What to do
In the lines below, count those containing the word "order" and give the number alone.
*** Block opens ***
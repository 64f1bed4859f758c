//! Error types for the TIC SPI codec.
//!
//! Every failure is a value. At most one buffer or frame is discarded per
//! error; nothing here is fatal to the caller.

use core::fmt;

use thiserror::Error;

use crate::regs::{ErrorRegister, RegisterKind};

/// Framing faults raised by [`FrameReassembler`](crate::FrameReassembler).
#[derive(Debug, Clone, Copy, PartialEq, Eq, Error)]
pub enum ReassemblyError {
    /// Frame characteristics carry a zero count, a zero index, or an index
    /// beyond the micro-frames-per-frame count.
    #[error(
        "invalid frame characteristics: index {index} of {microframes_per_frame} micro-frames"
    )]
    InvalidCharacteristics {
        /// Micro-frame index as read from the register.
        index: u8,
        /// Micro-frames-per-frame as read from the register.
        microframes_per_frame: u8,
    },

    /// Micro-frame arrived out of monotonic order.
    #[error("micro-frame index out of order: expected {expected}, got {actual}")]
    UnexpectedIndex {
        /// Index the reassembler was waiting for.
        expected: u8,
        /// Index actually received.
        actual: u8,
    },

    /// Micro-frames-per-frame changed in the middle of a frame.
    #[error("micro-frames-per-frame changed mid-frame: expected {expected}, got {actual}")]
    FrameCountMismatch {
        /// Count latched from micro-frame 1.
        expected: u8,
        /// Count carried by the offending micro-frame.
        actual: u8,
    },

    /// HID/raw flag changed in the middle of a frame.
    #[error("HID/raw flag changed mid-frame")]
    PayloadKindMismatch,

    /// Bytes read for a micro-frame disagree with the declared micro-frame size.
    #[error("micro-frame size mismatch: register declares {declared} bytes, read {actual}")]
    SizeMismatch {
        /// Size from the frame characteristics register.
        declared: u32,
        /// Length of the supplied slice.
        actual: usize,
    },

    /// Accumulated frame would exceed the maximum frame size.
    #[error("frame too large: {size} bytes exceeds maximum of {max}")]
    FrameTooLarge {
        /// Size the frame would have reached.
        size: usize,
        /// Configured maximum.
        max: usize,
    },
}

/// Errors returned by register, envelope and state operations.
#[derive(Debug, Clone, PartialEq, Eq, Error)]
pub enum TicError {
    /// Caller supplied a value that does not fit a register field.
    #[error("{register} field '{field}' out of range: {value:#x} (max {max:#x})")]
    FieldOutOfRange {
        /// Register the field belongs to.
        register: RegisterKind,
        /// Field name.
        field: &'static str,
        /// Offending value.
        value: u64,
        /// Largest encodable value.
        max: u64,
    },

    /// Value handed to [`encode_register`](crate::encode_register) belongs to
    /// another register.
    #[error("register kind mismatch: expected {expected}, got {actual}")]
    KindMismatch {
        /// Kind the caller asked to encode.
        expected: RegisterKind,
        /// Kind of the supplied value.
        actual: RegisterKind,
    },

    /// No register answers to the given name or offset.
    #[error("unknown register: {0}")]
    UnknownRegister(String),

    /// Status register sync byte did not match `0x5A`.
    #[error("status sync byte mismatch: expected 0x5A, got {found:#04x}")]
    SyncMismatch {
        /// Sync byte actually read.
        found: u8,
    },

    /// Fewer bytes than the fixed header size were supplied.
    #[error("truncated {envelope} header: need {expected} bytes, got {actual}")]
    TruncatedHeader {
        /// Envelope being parsed.
        envelope: EnvelopeKind,
        /// Fixed header size.
        expected: usize,
        /// Bytes supplied.
        actual: usize,
    },

    /// Fewer payload bytes than the header declares.
    #[error("truncated {envelope} payload: header declares {expected} bytes, got {actual}")]
    TruncatedPayload {
        /// Envelope being parsed.
        envelope: EnvelopeKind,
        /// Declared payload length.
        expected: usize,
        /// Payload bytes available.
        actual: usize,
    },

    /// Payload exceeds the protocol or device maximum.
    #[error("{envelope} payload too large: {len} bytes exceeds maximum of {max}")]
    PayloadTooLarge {
        /// Envelope being built.
        envelope: EnvelopeKind,
        /// Payload length.
        len: usize,
        /// Applicable maximum.
        max: usize,
    },

    /// Host-built envelope carries a type or command code with no defined
    /// meaning.
    #[error("undefined {envelope} {field}: {code}")]
    UndefinedCode {
        /// Envelope being built.
        envelope: EnvelopeKind,
        /// Header field holding the code.
        field: &'static str,
        /// Offending code.
        code: u32,
    },

    /// Feedback destination would run past the data window.
    #[error("feedback offset {offset:#x} + {len:#x} bytes exceeds data window size {limit:#x}")]
    OffsetOutOfRange {
        /// Destination offset, relative to the start of the data window.
        offset: u32,
        /// Payload length.
        len: usize,
        /// Data window size in bytes.
        limit: u32,
    },

    /// Output buffer handed to an `*_into` encoder is too small.
    #[error("output buffer too small: need {expected} bytes, got {actual}")]
    BufferTooSmall {
        /// Bytes required.
        expected: usize,
        /// Bytes available.
        actual: usize,
    },

    /// Protocol version or compatibility id disagree between host and device.
    #[error("{field} mismatch: host expects {expected}, device reports {actual}")]
    VersionMismatch {
        /// Which field disagreed.
        field: &'static str,
        /// Host-side value.
        expected: u32,
        /// Device-side value.
        actual: u32,
    },

    /// Micro-frame reassembly aborted.
    #[error("reassembly fault: {0}")]
    Reassembly(#[from] ReassemblyError),

    /// Device reported an error through the error register.
    #[error("device reported error: {0}")]
    DeviceReported(ErrorRegister),

    /// Codec configuration is unusable.
    #[error("invalid configuration: {0}")]
    InvalidConfig(String),
}

/// A specialized `Result` type for codec operations.
pub type TicResult<T> = Result<T, TicError>;

/// Envelope formats carried through the data window.
#[derive(Debug, Clone, Copy, PartialEq, Eq, Hash, serde::Serialize)]
pub enum EnvelopeKind {
    /// 64-byte raw data header plus payload.
    RawData,
    /// 64-byte feedback header plus payload.
    Feedback,
    /// 8-byte write header plus payload.
    Write,
    /// Fixed 12-byte error payload.
    ErrorPayload,
    /// 64-byte register block snapshot.
    RegisterBlock,
}

impl fmt::Display for EnvelopeKind {
    fn fmt(&self, f: &mut fmt::Formatter<'_>) -> fmt::Result {
        match self {
            EnvelopeKind::RawData => write!(f, "raw data"),
            EnvelopeKind::Feedback => write!(f, "feedback"),
            EnvelopeKind::Write => write!(f, "write"),
            EnvelopeKind::ErrorPayload => write!(f, "error payload"),
            EnvelopeKind::RegisterBlock => write!(f, "register block"),
        }
    }
}

/// Error classification.
#[derive(Debug, Clone, Copy, PartialEq, Eq, Hash)]
#[repr(u8)]
pub enum ErrorCategory {
    /// Caller value does not fit a register field.
    FieldEncoding = 1,
    /// Malformed or out-of-order micro-frames, oversized frames.
    Framing = 2,
    /// Truncated or oversized envelopes, bad offsets.
    Envelope = 3,
    /// Errors reported by the device itself.
    Device = 4,
    /// Host/device protocol disagreement.
    Version = 5,
    /// Host-side configuration problems.
    Config = 6,
}

impl fmt::Display for ErrorCategory {
    fn fmt(&self, f: &mut fmt::Formatter<'_>) -> fmt::Result {
        match self {
            ErrorCategory::FieldEncoding => write!(f, "FieldEncoding"),
            ErrorCategory::Framing => write!(f, "Framing"),
            ErrorCategory::Envelope => write!(f, "Envelope"),
            ErrorCategory::Device => write!(f, "Device"),
            ErrorCategory::Version => write!(f, "Version"),
            ErrorCategory::Config => write!(f, "Config"),
        }
    }
}

impl TicError {
    /// Get the error category for classification.
    pub fn category(&self) -> ErrorCategory {
        match self {
            TicError::FieldOutOfRange { .. }
            | TicError::KindMismatch { .. }
            | TicError::UnknownRegister(_) => ErrorCategory::FieldEncoding,
            TicError::Reassembly(_) => ErrorCategory::Framing,
            TicError::TruncatedHeader { .. }
            | TicError::TruncatedPayload { .. }
            | TicError::PayloadTooLarge { .. }
            | TicError::UndefinedCode { .. }
            | TicError::OffsetOutOfRange { .. }
            | TicError::BufferTooSmall { .. } => ErrorCategory::Envelope,
            TicError::SyncMismatch { .. } | TicError::DeviceReported(_) => ErrorCategory::Device,
            TicError::VersionMismatch { .. } => ErrorCategory::Version,
            TicError::InvalidConfig(_) => ErrorCategory::Config,
        }
    }

    /// Check whether the caller can continue with the next buffer.
    ///
    /// Version mismatches and fatal device errors mean every later payload
    /// would be misinterpreted too.
    pub fn is_recoverable(&self) -> bool {
        match self {
            TicError::VersionMismatch { .. } | TicError::InvalidConfig(_) => false,
            TicError::DeviceReported(reg) => !reg.fatal_error,
            _ => true,
        }
    }

    pub(crate) fn field(register: RegisterKind, field: &'static str, value: u64, max: u64) -> Self {
        TicError::FieldOutOfRange {
            register,
            field,
            value,
            max,
        }
    }
}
*** Block closes ***
Response area
3